With indoor stages darkened and audiences scattered to the virtual winds, the past 14 months of pandemic have sent performing artists in search of new ways to connect with the public — sparking some powerfully original work in the process.

Island dancer-choreographers Abby Bender and Jesse Jason, who first met the challenge with a beguiling outdoor multi-media extravaganza at the Martha’s Vineyard Museum last Halloween, have returned with another site-specific piece, ThRough, which began last weekend and has four remaining performances scheduled for the coming weekend in West Tisbury.

Ms. Bender and Ms. Jason collaborated with dancer, choreographer and filmmaker Lisa Gross to create the work, which mixes high aesthetics, low comedy, musical theatre and backyard games in a direct response to the spectrum of human experiences over the past year.

Isolation, boredom, paranoia, shame and dread have never been more engaging than in this show, presented as a series of vignettes that range from intimate monologues to antic motion.

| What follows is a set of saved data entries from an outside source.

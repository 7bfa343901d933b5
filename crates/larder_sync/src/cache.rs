//! Durable replica cache.
//!
//! The cache is private to one device and survives process restarts. It
//! always holds the whole replica (state, known version, last-synced
//! snapshot): partial saves are impossible by construction, and the
//! file-backed implementation writes through a temporary file so a crash
//! mid-save never leaves a torn cache behind.

use crate::replica::LocalReplica;
use serde::de::DeserializeOwned;
use serde::Serialize;
use std::fs;
use std::io::Write;
use std::path::{Path, PathBuf};
use thiserror::Error;

/// Error from the replica cache.
#[derive(Debug, Error)]
#[error("{message}")]
pub struct CacheError {
    message: String,
}

impl CacheError {
    /// Creates a cache error from a message.
    pub fn new(message: impl Into<String>) -> Self {
        Self {
            message: message.into(),
        }
    }
}

impl From<std::io::Error> for CacheError {
    fn from(err: std::io::Error) -> Self {
        CacheError::new(err.to_string())
    }
}

impl From<serde_json::Error> for CacheError {
    fn from(err: serde_json::Error) -> Self {
        CacheError::new(err.to_string())
    }
}

/// Persistence seam for the local replica.
pub trait ReplicaCache<S> {
    /// Loads the cached replica, if one was saved.
    fn load(&self) -> Result<Option<LocalReplica<S>>, CacheError>;

    /// Saves the replica.
    fn save(&self, replica: &LocalReplica<S>) -> Result<(), CacheError>;
}

/// An in-memory cache for tests and ephemeral sessions.
#[derive(Default)]
pub struct MemoryCache<S> {
    slot: parking_lot::Mutex<Option<LocalReplica<S>>>,
}

impl<S> MemoryCache<S> {
    /// Creates an empty cache.
    pub fn new() -> Self {
        Self {
            slot: parking_lot::Mutex::new(None),
        }
    }
}

impl<S: Clone> ReplicaCache<S> for MemoryCache<S> {
    fn load(&self) -> Result<Option<LocalReplica<S>>, CacheError> {
        Ok(self.slot.lock().clone())
    }

    fn save(&self, replica: &LocalReplica<S>) -> Result<(), CacheError> {
        *self.slot.lock() = Some(replica.clone());
        Ok(())
    }
}

/// A JSON file cache.
///
/// Saves write to `<path>.tmp` and rename into place, so the cache file
/// is always either the previous replica or the new one, never a mix.
pub struct FileCache {
    path: PathBuf,
}

impl FileCache {
    /// Creates a cache backed by the given file path.
    pub fn new(path: impl Into<PathBuf>) -> Self {
        Self { path: path.into() }
    }

    /// Returns the backing file path.
    pub fn path(&self) -> &Path {
        &self.path
    }

    fn tmp_path(&self) -> PathBuf {
        let mut tmp = self.path.clone().into_os_string();
        tmp.push(".tmp");
        PathBuf::from(tmp)
    }
}

impl<S: Serialize + DeserializeOwned> ReplicaCache<S> for FileCache {
    fn load(&self) -> Result<Option<LocalReplica<S>>, CacheError> {
        let bytes = match fs::read(&self.path) {
            Ok(bytes) => bytes,
            Err(err) if err.kind() == std::io::ErrorKind::NotFound => return Ok(None),
            Err(err) => return Err(err.into()),
        };
        let replica = serde_json::from_slice(&bytes)?;
        Ok(Some(replica))
    }

    fn save(&self, replica: &LocalReplica<S>) -> Result<(), CacheError> {
        let json = serde_json::to_vec(replica)?;
        let tmp = self.tmp_path();
        {
            let mut file = fs::File::create(&tmp)?;
            file.write_all(&json)?;
            file.sync_all()?;
        }
        fs::rename(&tmp, &self.path)?;
        Ok(())
    }
}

Remaining performances are May 28 through May 31. — Mark Alan Lovewell

Site-specific performance art is the show world’s 3-D chess, requiring an extra dimension of creativity to ensure the setting is more than simply a backdrop for performers. As seen Monday night under a nearly-full moon, ThRough easily passed this test with creative, sometimes startling approaches to the built and planted environment where the work is being presented.

A light in an upstairs window reveals a dancer’s passionate solo. A recorded voice leads the audience in a very peculiar circle. Perched in a tree, Ms. Jason suddenly scrambles down the trunk and headfirst through a window.

The three principal dancers appear sometimes as Fatelike figures, carrying mirrors, and at other times resemble comic tramps in an existential play. ThRough also makes compelling use of its small corps of five additional female performers, who summon in one scene the spirit of Matisse’s painting The Dance and in another, the inner chaos of pandemic life.

Dancing is the sublime center of the piece, but there are many other layers to enjoy.

Voices muse on life, age, safety and fear. Ms. Bender delivers a series of punning one-liners to a tree. Dancers inside and out, upstairs and down raise their voices in an original song by Roberta Kirn. A film by Ms. Gross superimposes news images from 2020 and 2021 over a somber dance by Ms. Jason and Ms. Bender, performed on an Island dirt road.

Running just under an hour in length, ThRough returns May 28 through May 31 at 8 p.m. Tickets are available at eventcreate.com/e/through. The program location and parking information are provided with purchase.

A note in the program suggests that Island audiences can look forward to more genre-expanding performances by Ms. Bender and Ms. Jason, announcing that the two are forming a collaborative with former Yard director of artist services Holly Jones under the umbrella of Ms. Bender’s Built on Stilts dance nonprofit.